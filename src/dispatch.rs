//! Contract between facades and the underlying dispatch store.
//!
//! Facades only ever talk to a store through these traits. The reference
//! store in [`crate::store`] implements them, and so can any other store, or a
//! test double recording the keys it receives.

use crate::error::StoreError;
use crate::identity::IdentityKey;
use futures::future::BoxFuture;
use serde_json::Value;
use std::sync::Arc;

/// Result of dispatching an action: a pending computation resolving to the
/// action's return value. Facades hand it back untouched.
pub type Pending = BoxFuture<'static, Result<Value, StoreError>>;

/// Options accompanying a commit or dispatch.
#[derive(Debug, Clone, Copy, Default, PartialEq, Eq)]
pub struct CallOptions {
    /// Address the key from the store root, ignoring the caller's namespace.
    pub root: bool,
}

impl CallOptions {
    pub fn root() -> Self {
        Self { root: true }
    }
}

/// Live getter lookup by dispatch key.
pub trait GetterSource: Send + Sync {
    fn identity(&self) -> Option<IdentityKey>;

    fn get(&self, key: &str) -> Result<Value, StoreError>;
}

/// Commit by dispatch key.
pub trait Committer: Send + Sync {
    fn identity(&self) -> Option<IdentityKey>;

    fn commit(&self, key: &str, payload: Value, options: CallOptions) -> Result<(), StoreError>;
}

/// Dispatch by dispatch key.
pub trait Dispatcher: Send + Sync {
    fn identity(&self) -> Option<IdentityKey>;

    fn dispatch(&self, key: &str, payload: Value, options: CallOptions) -> Pending;
}

/// Live read access to module-local and root state.
///
/// Cached contexts hold on to this, so it must not own the identity of the
/// per-call context it came from.
pub trait StateSource: Send + Sync {
    fn state(&self) -> Value;

    fn root_state(&self) -> Value;
}

/// Per-call view handed to a getter implementation.
pub trait RawGetterContext: Send + Sync {
    /// Identity of this per-call context; `None` disables context caching.
    fn identity(&self) -> Option<IdentityKey>;

    fn states(&self) -> Arc<dyn StateSource>;

    fn getters(&self) -> Arc<dyn GetterSource>;

    fn root_getters(&self) -> Arc<dyn GetterSource>;
}

/// Per-call view handed to an action implementation.
pub trait RawContext: RawGetterContext {
    fn committer(&self) -> Arc<dyn Committer>;

    fn dispatcher(&self) -> Arc<dyn Dispatcher>;
}

/// Forces root addressing on every call forwarded to the wrapped
/// committer or dispatcher.
pub struct RootMode<T: ?Sized> {
    inner: Arc<T>,
}

impl<T: ?Sized> RootMode<T> {
    pub fn new(inner: Arc<T>) -> Self {
        Self { inner }
    }
}

impl Committer for RootMode<dyn Committer> {
    fn identity(&self) -> Option<IdentityKey> {
        self.inner.identity()
    }

    fn commit(&self, key: &str, payload: Value, _options: CallOptions) -> Result<(), StoreError> {
        self.inner.commit(key, payload, CallOptions::root())
    }
}

impl Dispatcher for RootMode<dyn Dispatcher> {
    fn identity(&self) -> Option<IdentityKey> {
        self.inner.identity()
    }

    fn dispatch(&self, key: &str, payload: Value, _options: CallOptions) -> Pending {
        self.inner.dispatch(key, payload, CallOptions::root())
    }
}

_ _ _ _

EXERCISE DIRECTIONS:
Write out the data again, exactly and in full.

ANSWER TO THE PROBLEM:
filename src/dispatch.rs
//! Contract between facades and the underlying dispatch store.
//!
//! Facades only ever talk to a store through these traits. The reference
//! store in [`crate::store`] implements them, and so can any other store, or a
//! test double recording the keys it receives.

use crate::error::StoreError;
use crate::identity::IdentityKey;
use futures::future::BoxFuture;
use serde_json::Value;
use std::sync::Arc;

/// Result of dispatching an action: a pending computation resolving to the
/// action's return value. Facades hand it back untouched.
pub type Pending = BoxFuture<'static, Result<Value, StoreError>>;

/// Options accompanying a commit or dispatch.
#[derive(Debug, Clone, Copy, Default, PartialEq, Eq)]
pub struct CallOptions {
    /// Address the key from the store root, ignoring the caller's namespace.
    pub root: bool,
}

impl CallOptions {
    pub fn root() -> Self {
        Self { root: true }
    }
}

/// Live getter lookup by dispatch key.
pub trait GetterSource: Send + Sync {
    fn identity(&self) -> Option<IdentityKey>;

    fn get(&self, key: &str) -> Result<Value, StoreError>;
}

/// Commit by dispatch key.
pub trait Committer: Send + Sync {
    fn identity(&self) -> Option<IdentityKey>;

    fn commit(&self, key: &str, payload: Value, options: CallOptions) -> Result<(), StoreError>;
}

/// Dispatch by dispatch key.
pub trait Dispatcher: Send + Sync {
    fn identity(&self) -> Option<IdentityKey>;

    fn dispatch(&self, key: &str, payload: Value, options: CallOptions) -> Pending;
}

/// Live read access to module-local and root state.
///
/// Cached contexts hold on to this, so it must not own the identity of the
/// per-call context it came from.
pub trait StateSource: Send + Sync {
    fn state(&self) -> Value;

    fn root_state(&self) -> Value;
}

/// Per-call view handed to a getter implementation.
pub trait RawGetterContext: Send + Sync {
    /// Identity of this per-call context; `None` disables context caching.
    fn identity(&self) -> Option<IdentityKey>;

    fn states(&self) -> Arc<dyn StateSource>;

    fn getters(&self) -> Arc<dyn GetterSource>;

    fn root_getters(&self) -> Arc<dyn GetterSource>;
}

/// Per-call view handed to an action implementation.
pub trait RawContext: RawGetterContext {
    fn committer(&self) -> Arc<dyn Committer>;

    fn dispatcher(&self) -> Arc<dyn Dispatcher>;
}

/// Forces root addressing on every call forwarded to the wrapped
/// committer or dispatcher.
pub struct RootMode<T: ?Sized> {
    inner: Arc<T>,
}

impl<T: ?Sized> RootMode<T> {
    pub fn new(inner: Arc<T>) -> Self {
        Self { inner }
    }
}

impl Committer for RootMode<dyn Committer> {
    fn identity(&self) -> Option<IdentityKey> {
        self.inner.identity()
    }

    fn commit(&self, key: &str, payload: Value, _options: CallOptions) -> Result<(), StoreError> {
        self.inner.commit(key, payload, CallOptions::root())
    }
}

impl Dispatcher for RootMode<dyn Dispatcher> {
    fn identity(&self) -> Option<IdentityKey> {
        self.inner.identity()
    }

    fn dispatch(&self, key: &str, payload: Value, _options: CallOptions) -> Pending {
        self.inner.dispatch(key, payload, CallOptions::root())
    }
}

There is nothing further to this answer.